Vicarious liability under Chapter 33

The Dallas Court of Appeals has explained how to submit jury questions for negligence of employees for whose conduct employers may be held vicariously liable.

 In Janga v. Colombrito, two defendant doctors appealed an adverse jury verdict and complained that the trial court had not submitted the liability of two nurses as part of the liability question.  The appellate court first had to decide whether the nurses were "settling persons" under Chapter 33 of the Civil Practice and Remedies Code.  The court held that the nurses were settling persons.  Even though the nurses did not themselves pay money, their employer--the hospital--did pay money on their behalf and the nurses were parties to a settlement agreement whereby they were dismissed from the case.  The hospital would have had vicarious liability for the nurses' alleged negligence.

Next, the court examined the record to determine if there was some evidence of the nurses' negligence and concluded that there was some evidence.  Thus, the court held that it was error to omit them from the list of parties whose negligence should have been decided by the jury.  Noting that when there is a respondeat superior claim submitted, the individual employee defendant's negligence is submitted, rather than that of the employer.  The court concluded there is no reason to treat settling employees any differently.  Finally, the court rejected the argument that the jury had disregarded the jury questionnaire and assessed liability on the hospital for the nurses' conduct along with direct liability to the hospital.  The court must presume that the jury followed the trial court's written instructions.  The court's opinion may be found here.

Don't Mess With Texas (Court of Appeals' Jurisdiction)

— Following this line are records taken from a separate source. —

//! Structured lifecycle events for generation runs and feedback requests.
//!
//! Every event carries an `event` field so JSON logs can be filtered by
//! name, e.g. `event=item.rejected`.

use tracing::{info, warn, Span};

use crate::domain::FailureKind;

/// Span tagging everything inside one generation run with its `run_id`.
///
/// Attach it with [`tracing::Instrument::instrument`] so the run future
/// stays `Send`.
pub fn run_span(run_id: &str) -> Span {
    tracing::info_span!("mathsheet.run", run_id = %run_id)
}

pub fn emit_run_started(run_id: &str, topic: &str, target_count: usize, max_retries: u32) {
    info!(
        event = "run.started",
        run_id = %run_id,
        topic = %topic,
        target_count = target_count,
        max_retries = max_retries,
    );
}

/// A batch of `request_size` candidates was requested on `attempt` (0-based).
pub fn emit_batch_requested(run_id: &str, attempt: u32, needed: usize, request_size: usize) {
    info!(
        event = "batch.requested",
        run_id = %run_id,
        attempt = attempt,
        needed = needed,
        request_size = request_size,
    );
}

pub fn emit_batch_failed(run_id: &str, attempt: u32, error: &dyn std::fmt::Display) {
    warn!(event = "batch.failed", run_id = %run_id, attempt = attempt, error = %error);
}

pub fn emit_item_accepted(run_id: &str, accepted: usize, target: usize) {
    info!(
        event = "item.accepted",
        run_id = %run_id,
        accepted = accepted,
        target = target,
    );
}

pub fn emit_item_rejected(run_id: &str, kind: FailureKind, reason: &str) {
    info!(
        event = "item.rejected",
        run_id = %run_id,
        code = %kind,
        reason = %reason,
    );
}

/// Delimiter repair produced a rewrite with unbalanced groups inside a
/// wrapped span. The item continues through verification.
pub fn emit_repair_ambiguous(field: &str, text: &str) {
    warn!(event = "repair.ambiguous", field = %field, text = %text);
}

pub fn emit_run_finished(run_id: &str, duration_ms: u64, accepted: usize, attempts: u32, complete: bool) {
    info!(
        event = "run.finished",
        run_id = %run_id,
        duration_ms = duration_ms,
        accepted = accepted,
        attempts = attempts,
        complete = complete,
    );
}

pub fn emit_feedback_verified(fields: usize) {
    info!(event = "feedback.verified", fields = fields);
}

pub fn emit_feedback_rejected(field: &str, reason: &str) {
    warn!(event = "feedback.rejected", field = %field, reason = %reason);
}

The Fort Worth Court of Appeals recently held that it was error for a trial court to order that an attorney not file a notice of appeal until his client directed him to do so.  After trial, Relator's counsel sought to have appellate counsel substiuted in for any possible appeal.  The Texas Department of Protective and Regulatory Services (Department) opposed the request and argued that no appellate counsel should be appointed, and no notice of appeal should be filed, until Relator expressed his desire to appeal.  The trial court signed an order denying the substitution and prohibiting counsel from filing a notice of appeal unless Relator so directed.  Relator sought mandamus relief and argued that whether counsel has authority from a client to file a notice of appeal is an issue for the appellate court regarding its jurisdiction.  The court of appeals agreed, holding that "to the extent there is a factual dispute concerning the lawyer's authority to file a notice of appeal, the dispute must be resolved by the court of appeals . . . ."  The court also held that "[t]he trial court does not, however, have the authority to interfere with our jurisdiction by prohibiting a party from filing a notice of appeal."  Accordingly, the court granted the petition and ordered the trial court to vacate its order prohibiting the filing of a notice of appeal.  The court's opinion in In re J.R.J. can be found at this link.

Reverse supersedeas can't deny effective appeal

The Dallas Court of Appeals has held that Appellate Rule 24.3(a)(3) cannot be invoked to allow an Appellee to provide a "reverse supersedeas bond" when doing so denies an Appellant its appeal.

In Hydroscience Technologies Inc. v. Hydroscience Inc., Hydroscience, Inc. obtained a declaratory judgment declaring that it owned shares of preferred stock in Hydroscience Technologies and giving it a right to examine Hydroscience Technologies' company books.  Hydroscience Technologies appealed this judgment.  The trial court denied Hydroscience Technologies the right to supersede the judgment and allowed Hydroscience Inc. to post a "reverse supersedeas" bond in the amount of $10,000 so as to allow Hydroscience Inc. to examine the company books while the judgment was on appeal.  Hydroscience Technologies filed a motion with the court of appeals to review the trial court's denial of its supersedeas request.

After pointing out that Hydroscience Technologies was appealing the trial court's judgment that granted the right to inspect its company books, the court of appeals noted that once Hydroscience Inc. is allowed to inspect the books pursuant to the supersedeas order, then the damage to the right to an effective appeal has been done.  The court held that Rule 24.3(a)(3)'s "reverse supersedeas" provision does not give the trial court discretion to deny an Appellant its appeal.  The court's opinion may be found here

No Mandamus against a JP

The Amarillo Court of Appeals dismissed a Petition for Writ of Mandamus against a justice of the peace because a court of appeals does not have jurisdiction to issue a writ of mandamus against a justice of the peace.

In In re Smith, the relators sought a writ of mandamus against a justice of the peace in Floyd County, Texas to order the JP to set a case for a jury trial and to enforce a Rule 11 Agreement and for other assorted requests.  The court of appeals noted that its power to issue writs is derived from the constitution and from statute and neither of those authorities afford jurisdiction to issue a writ of mandamus against a justice of the peace.  Accordingly, the court dismissed the petition for writ of mandamus for lack of jurisdiction.  The court's opinion may be found here.